Let us speak in poems
that smoke and flame.
Let us speak to the dead
who walk among us.
Another poem, "Matisse's Radiance," which begins with "London in flames" in 1942, also situates us in beauty and silence in this stanza:
The world in war
yearns toward evening
light. Somewhere
someone pours tea.
And many of the poems find the joy and celebration of color itself, list poems of what is orange or yellow, a marvelous compare/contrast poem called "Indigo & Violet." It's first four lines:
Indigo's deep, black before dawn.
Violet's an evening song.
Indigo's ex is silver,
Violet's--obsidian.
There is even praise for the "Beauty of Coal"--its color, and remembering what it was, before it was a fossil fuel.

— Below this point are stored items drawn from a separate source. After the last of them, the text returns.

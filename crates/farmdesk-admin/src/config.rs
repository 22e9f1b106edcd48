//! Configuration.
//!
//! Settings come from a YAML file, then environment overrides, then CLI
//! flags (applied by the binary). Every field has a default, so a missing
//! default config file is not an error.

use std::fs;
use std::path::{Path, PathBuf};

use farmdesk_query::{DEFAULT_PAGE_SIZE, WILDCARD};
use serde::{Deserialize, Serialize};

/// Config file looked up in the working directory when none is given.
pub const DEFAULT_CONFIG_FILE: &str = "farmdesk.yaml";
/// Environment variable naming the config file.
pub const CONFIG_ENV: &str = "FARMDESK_CONFIG";
/// Environment variable overriding the page size.
pub const PAGE_SIZE_ENV: &str = "FARMDESK_PAGE_SIZE";

/// Errors that can occur while loading configuration.
#[derive(Debug, thiserror::Error)]
pub enum ConfigError {
    #[error("Failed to read config {path}: {source}")]
    Read {
        path: PathBuf,
        #[source]
        source: std::io::Error,
    },

    #[error("Invalid config {path}: {source}")]
    Parse {
        path: PathBuf,
        #[source]
        source: serde_yaml::Error,
    },

    #[error("Invalid value '{value}' for {name}: expected a positive integer")]
    InvalidEnv { name: &'static str, value: String },

    #[error("page_size must be at least 1")]
    ZeroPageSize,
}

/// Record files for each list. Unset lists use the built-in records.
#[derive(Debug, Clone, Default, PartialEq, Eq, Serialize, Deserialize)]
#[serde(default)]
pub struct DataConfig {
    pub users: Option<PathBuf>,
    pub farms: Option<PathBuf>,
    pub notifications: Option<PathBuf>,
}

/// Application settings.
#[derive(Debug, Clone, PartialEq, Eq, Serialize, Deserialize)]
#[serde(default)]
pub struct Config {
    /// Records per page (default: 8)
    pub page_size: usize,
    /// Filter value meaning "no filter" (default: "all")
    pub wildcard: String,
    pub data: DataConfig,
}

impl Default for Config {
    fn default() -> Self {
        Self {
            page_size: DEFAULT_PAGE_SIZE,
            wildcard: WILDCARD.to_string(),
            data: DataConfig::default(),
        }
    }
}

impl Config {
    /// Loads configuration using the process environment.
    ///
    /// `path` wins over `FARMDESK_CONFIG`, which wins over `farmdesk.yaml`.
    pub fn load(path: Option<&Path>) -> Result<Self, ConfigError> {
        ConfigLoader::new(RealEnv).load(path)
    }

    /// Parses configuration from YAML text.
    pub fn from_yaml(text: &str, origin: &Path) -> Result<Self, ConfigError> {
        if text.trim().is_empty() {
            return Ok(Config::default());
        }
        serde_yaml::from_str(text).map_err(|source| ConfigError::Parse {
            path: origin.to_path_buf(),
            source,
        })
    }

    fn validate(&self) -> Result<(), ConfigError> {
        if self.page_size == 0 {
            return Err(ConfigError::ZeroPageSize);
        }
        Ok(())
    }
}

/// Abstraction over environment variables.
pub trait EnvReader {
    fn var(&self, name: &str) -> Option<String>;
}

/// Reads the real process environment.
#[derive(Debug, Default, Clone, Copy)]
pub struct RealEnv;

impl EnvReader for RealEnv {
    fn var(&self, name: &str) -> Option<String> {
        std::env::var(name).ok()
    }
}

/// Resolves configuration from a file and environment overrides.
pub struct ConfigLoader<R: EnvReader> {
    env: R,
}

impl<R: EnvReader> ConfigLoader<R> {
    pub fn new(env: R) -> Self {
        Self { env }
    }

    pub fn load(&self, explicit: Option<&Path>) -> Result<Config, ConfigError> {
        let (path, required) = match explicit {
            Some(p) => (p.to_path_buf(), true),
            None => match self.env.var(CONFIG_ENV).filter(|v| !v.is_empty()) {
                Some(p) => (PathBuf::from(p), true),
                None => (PathBuf::from(DEFAULT_CONFIG_FILE), false),
            },
        };

        let mut cfg = match fs::read_to_string(&path) {
            Ok(text) => {
                tracing::debug!(path = %path.display(), "loaded config");
                Config::from_yaml(&text, &path)?
            }
            Err(e) if e.kind() == std::io::ErrorKind::NotFound && !required => Config::default(),
            Err(source) => return Err(ConfigError::Read { path, source }),
        };

        self.apply_env_overrides(&mut cfg)?;
        cfg.validate()?;
        Ok(cfg)
    }

    /// Apply FARMDESK_* environment variable overrides.
    fn apply_env_overrides(&self, cfg: &mut Config) -> Result<(), ConfigError> {
        if let Some(v) = self.env.var(PAGE_SIZE_ENV) {
            cfg.page_size = v
                .trim()
                .parse::<usize>()
                .ok()
                .filter(|n| *n > 0)
                .ok_or(ConfigError::InvalidEnv {
                    name: PAGE_SIZE_ENV,
                    value: v,
                })?;
        }
        Ok(())
    }
}

#[cfg(test)]
mod tests {
    use super::*;
    use std::collections::HashMap;
    use std::io::Write;

    #[derive(Default)]
    struct MockEnv(HashMap<String, String>);

    impl MockEnv {
        fn with_var(mut self, name: &str, value: &str) -> Self {
            self.0.insert(name.to_string(), value.to_string());
            self
        }
    }

    impl EnvReader for MockEnv {
        fn var(&self, name: &str) -> Option<String> {
            self.0.get(name).cloned()
        }
    }

    fn yaml_file(contents: &str) -> tempfile::NamedTempFile {
        let mut file = tempfile::NamedTempFile::new().unwrap();
        file.write_all(contents.as_bytes()).unwrap();
        file
    }

    #[test]
    fn defaults() {
        let cfg = Config::default();
        assert_eq!(cfg.page_size, 8);
        assert_eq!(cfg.wildcard, "all");
        assert_eq!(cfg.data, DataConfig::default());
    }

    #[test]
    fn partial_file_keeps_defaults() {
        let file = yaml_file("page_size: 5\ndata:\n  users: users.json\n");
        let cfg = ConfigLoader::new(MockEnv::default())
            .load(Some(file.path()))
            .unwrap();

        assert_eq!(cfg.page_size, 5);
        assert_eq!(cfg.wildcard, "all");
        assert_eq!(cfg.data.users, Some(PathBuf::from("users.json")));
        assert_eq!(cfg.data.farms, None);
    }

    #[test]
    fn env_names_config_file() {
        let file = yaml_file("wildcard: any\n");
        let env = MockEnv::default().with_var(CONFIG_ENV, &file.path().display().to_string());
        let cfg = ConfigLoader::new(env).load(None).unwrap();
        assert_eq!(cfg.wildcard, "any");
    }

    #[test]
    fn explicit_missing_file_is_error() {
        let dir = tempfile::tempdir().unwrap();
        let err = ConfigLoader::new(MockEnv::default())
            .load(Some(&dir.path().join("missing.yaml")))
            .unwrap_err();
        assert!(matches!(err, ConfigError::Read { .. }));
    }

    #[test]
    fn page_size_env_override() {
        let file = yaml_file("page_size: 5\n");
        let env = MockEnv::default().with_var(PAGE_SIZE_ENV, "12");
        let cfg = ConfigLoader::new(env).load(Some(file.path())).unwrap();
        assert_eq!(cfg.page_size, 12);
    }

    #[test]
    fn invalid_page_size_env() {
        let file = yaml_file("page_size: 5\n");
        for bad in ["0", "-3", "eight"] {
            let env = MockEnv::default().with_var(PAGE_SIZE_ENV, bad);
            let err = ConfigLoader::new(env).load(Some(file.path())).unwrap_err();
            assert!(matches!(err, ConfigError::InvalidEnv { .. }), "{bad}");
        }
    }

    #[test]
    fn zero_page_size_in_file_is_rejected() {
        let file = yaml_file("page_size: 0\n");
        let err = ConfigLoader::new(MockEnv::default())
            .load(Some(file.path()))
            .unwrap_err();
        assert!(matches!(err, ConfigError::ZeroPageSize));
    }

    #[test]
    fn empty_file_is_defaults() {
        let file = yaml_file("\n");
        let cfg = ConfigLoader::new(MockEnv::default())
            .load(Some(file.path()))
            .unwrap();
        assert_eq!(cfg, Config::default());
    }

    #[test]
    fn malformed_yaml() {
        let file = yaml_file("page_size: [not, a, number]\n");
        let err = ConfigLoader::new(MockEnv::default())
            .load(Some(file.path()))
            .unwrap_err();
        assert!(matches!(err, ConfigError::Parse { .. }));
    }
}
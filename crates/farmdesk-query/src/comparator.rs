//! Filter comparators.
//!
//! A [`Comparator`] is configured per filter field on a
//! [`ListEngine`](crate::ListEngine). At query time each filter's expected
//! value is compiled once into a [`Matcher`], which is then evaluated against
//! the string form of the record's field.

use regex::Regex;

use crate::error::Result;
use crate::value::Value;

/// How a filter's expected value is compared with a record field.
#[derive(Debug, Clone, Copy, PartialEq, Eq, Hash, Default)]
pub enum Comparator {
    /// Case-sensitive equality.
    #[default]
    Exact,
    /// Equality after lowercasing both sides.
    ExactIgnoreCase,
    /// Case-sensitive substring.
    Contains,
    /// Substring after lowercasing both sides.
    ContainsIgnoreCase,
    /// The expected value is a regular expression the field must match.
    Pattern,
}

impl Comparator {
    /// Returns the display name of this comparator.
    pub fn as_str(self) -> &'static str {
        match self {
            Comparator::Exact => "exact",
            Comparator::ExactIgnoreCase => "exact-ignore-case",
            Comparator::Contains => "contains",
            Comparator::ContainsIgnoreCase => "contains-ignore-case",
            Comparator::Pattern => "pattern",
        }
    }

    /// Returns `true` if this comparator ignores case.
    pub fn ignores_case(self) -> bool {
        matches!(
            self,
            Comparator::ExactIgnoreCase | Comparator::ContainsIgnoreCase
        )
    }

    /// Compiles an expected value into a [`Matcher`].
    ///
    /// Fails only for [`Comparator::Pattern`] with an invalid expression.
    pub fn compile(self, expected: &str) -> Result<Matcher> {
        Ok(match self {
            Comparator::Exact => Matcher::Exact(expected.to_string()),
            Comparator::ExactIgnoreCase => Matcher::ExactIgnoreCase(expected.to_lowercase()),
            Comparator::Contains => Matcher::Contains(expected.to_string()),
            Comparator::ContainsIgnoreCase => {
                Matcher::ContainsIgnoreCase(expected.to_lowercase())
            }
            Comparator::Pattern => Matcher::Pattern(Regex::new(expected)?),
        })
    }
}

impl std::fmt::Display for Comparator {
    fn fmt(&self, f: &mut std::fmt::Formatter<'_>) -> std::fmt::Result {
        write!(f, "{}", self.as_str())
    }
}

/// A compiled filter predicate over a single field value.
#[derive(Debug, Clone)]
pub enum Matcher {
    /// Field string form equals the value.
    Exact(String),
    /// Lowercased field string form equals the (already lowercased) value.
    ExactIgnoreCase(String),
    /// Field string form contains the value.
    Contains(String),
    /// Lowercased field string form contains the (already lowercased) value.
    ContainsIgnoreCase(String),
    /// Field string form matches the expression.
    Pattern(Regex),
}

impl Matcher {
    /// Evaluates this matcher against a field value.
    ///
    /// A missing field ([`Value::None`]) never matches.
    pub fn matches(&self, field_value: &Value<'_>) -> bool {
        let Some(actual) = field_value.string_form() else {
            return false;
        };

        match self {
            Matcher::Exact(expected) => actual == expected.as_str(),
            Matcher::ExactIgnoreCase(expected) => actual.to_lowercase() == *expected,
            Matcher::Contains(expected) => actual.contains(expected.as_str()),
            Matcher::ContainsIgnoreCase(expected) => {
                actual.to_lowercase().contains(expected.as_str())
            }
            Matcher::Pattern(regex) => regex.is_match(&actual),
        }
    }
}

I loved, in "Metamorphosis," the wonderful idea of a poem rhyming with a painting. In "Green Air, the coincidence of the phrase, "On this hot August day..." as I read Holy Magic on a lovely, sunny, glorious August day, the heat actually lifted now by recent thunderstorms, a jet trail slanted in the sky, dispersing into a ghostly spinal column.
There are several elegiac poems here, some to a lost sister, one, "Nisqually Delta," with these lines that give us life itself, color, silence, beauty:
Great blue herons stand motionless
as icons. Gulls sail blue air. Ducks
duck into white water.
Nice how ducks can do their simply ducky thing in the midst of all the holy magic!